[Dataset entries]
________________
/*!
This library tags sentences with a windowed classifier and scores the predicted tags at the phrase
level. It is built around two pieces: a streaming inference pipeline, which turns sentences into
fixed width context windows and hands them to a classifier, and a scoring engine, which rebuilds
the phrases encoded by a tag sequence and counts the matches between gold and predicted phrases.

# SCHEME
Labels are made of a part and a category separated by `-`, such as `B-PER` or `1-LOC`. The parts
are:
* `B`: first token of a phrase of at least two tokens.
* `I`: token inside a phrase.
* `E`: last token of a phrase of at least two tokens.
* `1`: phrase of a single token.
* `O`: token outside of any phrase. This label has no category.

A category using `I` must also use `E`, and the other way around. The BIO encoding is therefore
not accepted as is: phrases need an explicit end.

# Terminology
* A category is the type of a phrase, such as `PER` or `NP`.
* A tag is the index of a label in the label list the scheme was built from. Classifiers and
    scorers work on tags, never on label strings.
* A phrase is a `(category, start, end)` span of tokens, both bounds inclusive. Two phrases match
    only if the three values are equal.
* A window is the list of word indices around a token, padded at the sentence boundaries.

# Example
```rust
use seqtag::{ConfusionAccumulator, Ratio, TagScheme};

let scheme = TagScheme::build(&["B-P", "I-P", "E-P", "1-P", "O"]).unwrap();
let gold = [0, 1, 2, 4, 3];
let predicted = [0, 1, 2, 4, 4];

let mut accumulator = ConfusionAccumulator::new(&scheme);
accumulator.process_sentence(&gold, &predicted, &scheme);
let rows: Vec<_> = accumulator.report().collect();
assert_eq!(rows[0].precision, Ratio::Value(1.0));
assert_eq!(rows[0].recall, Ratio::Value(0.5));
assert_eq!(rows[1].to_string(), "Global\t1.0\t0.5\t0.6666666666666666");
```
*/

mod classifier;
mod config;
mod corpus;
mod entity;
mod features;
mod metrics;
mod model;
mod pipeline;
mod reporter;
mod schemes;
mod window;

// The public api starts here
pub use schemes::{
    parse_label, Beginner, CategoryId, Continuation, Part, SchemeError, TagScheme, DELIMITER,
    OUTSIDE,
};

pub use entity::{extract_phrases, Phrase, PhraseIter, Phrases};

pub use metrics::{
    argmax_rows, f_score, precision, recall, AccuracyCounter, ConfusionAccumulator,
    ConfusionMatrix, Counts, MetricsError, Ratio, ScoreRow, Scores, GLOBAL, NOT_APPLICABLE,
};

pub use window::{Window, WindowBatch, WindowBuilder, WindowError};

pub use classifier::{check_tags, decode_scores, Classifier, ClassifierError, LexiconClassifier};

pub use features::{FeatureKind, Featurizer, Vocabulary, UNKNOWN_WORD};

pub use corpus::{
    CorpusError, CorpusVariant, GoldLabeled, MalformedLine, Sentence, SentenceReader, Token,
    Unlabeled, FIELD_SEPARATOR,
};

pub use model::{ModelError, ModelFile, TaggerModel, MAX_WINDOW_RADIUS};

pub use pipeline::{InferencePipeline, PipelineError, RunSummary, SentenceOutcome};

pub use reporter::{write_json_lines, ResultWriter, ScoreReport, ACCURACY_PREFIX};

pub use config::{
    ConfigError, Scoring, TaggerConfig, TaggerConfigBuilder, DEFAULT_MIN_SENTENCE_LEN,
};
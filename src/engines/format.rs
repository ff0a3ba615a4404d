//! Format step: apply field transforms and record what changed

use tracing::debug;

use crate::models::{DiffEntry, FormatConfig, Row, TransformOptions, Value};
use crate::transforms::apply_transform;

/// Apply every configured transform, in order, to every row.
///
/// Each transform sees the row as left by the previous one. A diff entry is
/// produced for each field write that changes the value; writes that leave
/// the value equal produce nothing.
pub fn format_rows(rows: &[Row], config: &FormatConfig) -> (Vec<Row>, Vec<DiffEntry>) {
    let default_options = TransformOptions::default();
    let mut diff = Vec::new();
    let mut formatted = Vec::with_capacity(rows.len());

    for (row_index, row) in rows.iter().enumerate() {
        let mut current = row.clone();
        for transform in &config.transforms {
            let options = transform.options.as_ref().unwrap_or(&default_options);
            for (field, after) in apply_transform(transform.kind, &current, &transform.field, options)
            {
                let before = current.get(&field).cloned().unwrap_or(Value::Null);
                if let Some(entry) = DiffEntry::change(row_index, &field, before, after.clone()) {
                    diff.push(entry);
                    current.insert(field, after);
                }
            }
        }
        formatted.push(current);
    }

    debug!(
        "Formatted {} rows with {} transforms, {} changes",
        formatted.len(),
        config.transforms.len(),
        diff.len()
    );
    (formatted, diff)
}
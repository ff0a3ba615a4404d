//! Centralized error handling for the recipe engine
//!
//! # Error Categories
//!
//! - **Engine Errors**: configuration problems and unsupported steps that abort a run
//! - **Board Errors**: failures talking to the external board API
//! - **Store Errors**: recipe/run persistence failures
//!
//! Row-level data problems are never errors in this sense; they are collected
//! as [`crate::models::RecipeError`] entries in run results.
//!
//! # Usage
//!
//! ```rust
//! use recipe_engine::errors::{EngineError, EngineResult};
//!
//! fn require_board(board_id: Option<&str>) -> EngineResult<&str> {
//!     board_id.ok_or_else(|| EngineError::configuration("boardId is required"))
//! }
//! ```

pub mod types;

pub use types::*;

/// Convenience type alias for Results using EngineError
pub type EngineResult<T> = Result<T, EngineError>;

/// Convenience type alias for board client Results
pub type BoardResult<T> = Result<T, BoardError>;

/// Convenience type alias for store Results
pub type StoreResult<T> = Result<T, StoreError>;
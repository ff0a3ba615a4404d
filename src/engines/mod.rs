//! Step engines
//!
//! Each engine is a pure function of its input rows and step configuration.
//! None of them keeps state between calls.

use crate::models::{DiffEntry, RecipeError, Row};

pub mod dedupe;
pub mod format;
pub mod mapping;
pub mod similarity;
pub mod validation;

pub use dedupe::DedupeEngine;
pub use format::format_rows;
pub use mapping::map_columns;
pub use validation::validate_rows;

/// Rows, findings and diffs produced by a single step
#[derive(Debug, Clone, Default, PartialEq)]
pub struct StepOutcome {
    pub rows: Vec<Row>,
    pub errors: Vec<RecipeError>,
    pub diff: Vec<DiffEntry>,
}
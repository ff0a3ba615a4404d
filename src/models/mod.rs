//! Core data model shared by every pipeline step
//!
//! A [`Row`] is an insertion-ordered map of field name to JSON value. Steps
//! never mutate a row they were handed; each step builds a fresh row set.

use indexmap::IndexMap;

pub mod recipe;
pub mod results;

pub use recipe::*;
pub use results::*;
pub use serde_json::Value;

/// One logical record flowing through a recipe
pub type Row = IndexMap<String, Value>;

/// Render a value the way signatures and transforms see it.
///
/// Strings are returned as-is, numbers and booleans in their JSON spelling,
/// null/missing as the empty string. Nested structures are serialized.
pub fn value_text(value: Option<&Value>) -> String {
    match value {
        None | Some(Value::Null) => String::new(),
        Some(Value::String(s)) => s.clone(),
        Some(Value::Number(n)) => n.to_string(),
        Some(Value::Bool(b)) => b.to_string(),
        Some(other) => other.to_string(),
    }
}

/// True when the value is missing, null, or a whitespace-only string
pub fn is_blank(value: Option<&Value>) -> bool {
    match value {
        None | Some(Value::Null) => true,
        Some(Value::String(s)) => s.trim().is_empty(),
        _ => false,
    }
}

/// Build a number value from an f64, falling back to null for NaN/inf
pub fn number_value(n: f64) -> Value {
    if n.fract() == 0.0 && n.abs() < 9.0e15 {
        Value::from(n as i64)
    } else {
        serde_json::Number::from_f64(n)
            .map(Value::Number)
            .unwrap_or(Value::Null)
    }
}

/// Lowercased values of `fields` joined with `delimiter`, or `None` when every
/// field is blank. Used by the `unique` rule and exact dedupe.
pub fn composite_signature(row: &Row, fields: &[String], delimiter: &str) -> Option<String> {
    if fields.iter().all(|f| is_blank(row.get(f))) {
        return None;
    }
    Some(
        fields
            .iter()
            .map(|f| value_text(row.get(f)).trim().to_lowercase())
            .collect::<Vec<_>>()
            .join(delimiter),
    )
}

#[cfg(test)]
mod tests {
    use super::*;
    use serde_json::json;

    fn row(value: Value) -> Row {
        serde_json::from_value(value).unwrap()
    }

    #[test]
    fn test_value_text() {
        assert_eq!(value_text(Some(&json!("Ann"))), "Ann");
        assert_eq!(value_text(Some(&json!(42))), "42");
        assert_eq!(value_text(Some(&json!(true))), "true");
        assert_eq!(value_text(Some(&Value::Null)), "");
        assert_eq!(value_text(None), "");
    }

    #[test]
    fn test_blank_detection() {
        assert!(is_blank(None));
        assert!(is_blank(Some(&json!("   "))));
        assert!(!is_blank(Some(&json!(0))));
        assert!(!is_blank(Some(&json!(false))));
    }

    #[test]
    fn test_number_value_prefers_integers() {
        assert_eq!(number_value(3.0), json!(3));
        assert_eq!(number_value(0.45), json!(0.45));
        assert_eq!(number_value(f64::NAN), Value::Null);
    }

    #[test]
    fn test_composite_signature() {
        let fields = vec!["first".to_string(), "last".to_string()];
        let r = row(json!({"first": "Ann", "last": " LEE "}));
        assert_eq!(composite_signature(&r, &fields, "|").as_deref(), Some("ann|lee"));

        let empty = row(json!({"first": "", "other": "x"}));
        assert_eq!(composite_signature(&empty, &fields, "|"), None);
    }
}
________________
What you are asked to do: In the records above, locate every line with the string "around" and copy it.

Problem solution:
level. It is built around two pieces: a streaming inference pipeline, which turns sentences into
A category using `I` must also use `E`, and the other way around. The BIO encoding is therefore
* A window is the list of word indices around a token, padded at the sentence boundaries.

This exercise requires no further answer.